Pourtant, l'action marchait, au milieu de ces folies. Vulcain, en garçon chic, tout de jaune
habillé, ganté de jaune, un monocle fiché dans l'oeil, courait toujours après Vénus, qui arrivait
enfin en Poissarde, un mouchoir sur la tête, la gorge débordante, couverte de gros bijoux d'or.

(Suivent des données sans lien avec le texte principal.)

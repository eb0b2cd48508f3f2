/*!
Logging and profiling setup.

Two implementations share one API:

- real: compiled with `feature = "profiling"`. `profiling::scope!` spans are
  forwarded to `tracing`, and when the `TRACE_FILE` environment variable is
  set a `tracing-chrome` layer records them into that file (open it with
  Perfetto or `chrome://tracing`).
- stub: logging only.

Top-level API (always available):
- `setup_logging_and_profiling()`
- `stop_profiling()`
- `is_profiling_enabled() -> bool`
- `profiling_ui(&mut egui::Ui)`
*/

use tracing_subscriber::EnvFilter;

/// Used when `RUST_LOG` is unset or invalid
const DEFAULT_FILTER: &str = if cfg!(debug_assertions) {
    "debug,eframe=warn,egui=warn,walkers=info,hyper_util=info,reqwest=info"
} else {
    "info,eframe=warn,egui=warn"
};

fn env_filter() -> EnvFilter {
    EnvFilter::try_from_default_env().unwrap_or_else(|_| EnvFilter::new(DEFAULT_FILTER))
}

#[cfg(feature = "profiling")]
mod inner {
    use std::path::PathBuf;
    use std::sync::Mutex;

    use tracing_chrome::{ChromeLayerBuilder, FlushGuard};
    use tracing_subscriber::fmt;
    use tracing_subscriber::prelude::*;

    struct ProfilingState {
        /// Flushes the trace file when dropped
        guard: FlushGuard,
        trace_file: PathBuf,
    }

    static PROFILING_STATE: Mutex<Option<ProfilingState>> = Mutex::new(None);

    fn with_state<R>(f: impl FnOnce(&mut Option<ProfilingState>) -> R) -> R {
        match PROFILING_STATE.lock() {
            Ok(mut guard) => f(&mut guard),
            Err(poisoned) => {
                tracing::warn!("Profiling state mutex poisoned; recovering");
                f(&mut poisoned.into_inner())
            }
        }
    }

    pub fn setup_logging_and_profiling() {
        let trace_file = std::env::var_os("TRACE_FILE").map(PathBuf::from);

        let chrome_layer = trace_file.as_ref().map(|path| {
            let (layer, guard) = ChromeLayerBuilder::new()
                .file(path)
                .include_args(true)
                .build();
            with_state(|state| {
                *state = Some(ProfilingState {
                    guard,
                    trace_file: path.clone(),
                })
            });
            layer
        });

        let fmt_layer = fmt::layer().with_filter(super::env_filter());
        tracing_subscriber::registry()
            .with(chrome_layer)
            .with(fmt_layer)
            .init();

        match trace_file {
            Some(path) => tracing::info!("Recording profiling spans to {}", path.display()),
            None => tracing::info!("Logging initialized (set TRACE_FILE to record a profile)"),
        }
    }

    pub fn stop_profiling() {
        if let Some(state) = with_state(Option::take) {
            drop(state.guard);
            tracing::info!("Profile written to {}", state.trace_file.display());
        }
    }

    pub fn is_profiling_enabled() -> bool {
        with_state(|state| state.is_some())
    }

    pub fn profiling_ui(ui: &mut egui::Ui) {
        egui::warn_if_debug_build(ui);
        let trace_file = with_state(|state| state.as_ref().map(|s| s.trace_file.clone()));
        match trace_file {
            Some(path) => {
                ui.label(format!("⏺ Recording to {}", path.display()));
                if ui.button("Stop and flush").clicked() {
                    stop_profiling();
                }
            }
            None => {
                ui.label("Not recording. Restart with TRACE_FILE=<path> to profile.");
            }
        }
    }
}

#[cfg(not(feature = "profiling"))]
mod inner {
    use tracing_subscriber::fmt;
    use tracing_subscriber::prelude::*;

    pub fn setup_logging_and_profiling() {
        let fmt_layer = fmt::layer().with_filter(super::env_filter());
        tracing_subscriber::registry().with(fmt_layer).init();

        tracing::info!("Logging initialized (profiling disabled in this build)");
    }

    pub fn stop_profiling() {}

    pub fn is_profiling_enabled() -> bool {
        false
    }

    pub fn profiling_ui(ui: &mut egui::Ui) {
        ui.label("Profiling feature not enabled in this build.");
    }
}

// Re-export a stable API surface regardless of which `inner` module was compiled.
pub use inner::{is_profiling_enabled, profiling_ui, setup_logging_and_profiling, stop_profiling};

Nana était si blanche et si grasse, si nature dans ce personnage fort des hanches et de la
gueule, que tout de suite elle gagna la salle entière. On en oublia Rose Mignon, un délicieux
Bébé, avec un bourrelet d'osier et une courte robe de mousseline, qui venait de soupirer les
plaintes de Diane d'une voix charmante. L'autre, cette grosse fille qui se tapait sur les cuisses,
qui gloussait comme une poule, dégageait autour d'elle une odeur de vie, une toute-puissance
de femme, dont le public se grisait. Dès ce second acte, tout lui fut permis, se tenir mal en
scène, ne pas chanter une note juste, manquer de mémoire; elle n'avait qu'à se tourner et à
rire, pour enlever les bravos. Quand elle donnait son fameux coup de hanche, l'orchestre
s'allumait, une chaleur montait de galerie en galerie jusqu'au cintre. Aussi fut-ce un triomphe,
lorsqu'elle mena le bastringue. Elle était là chez elle, le poing à la taille, asseyant Vénus dans
le ruisseau, au bord du trottoir. Et la musique semblait faite pour sa voix faubourienne, une
musique de mirliton, un retour de foire de Saint-Cloud, avec des éternuements de clarinette et
des gambades de petite flûte.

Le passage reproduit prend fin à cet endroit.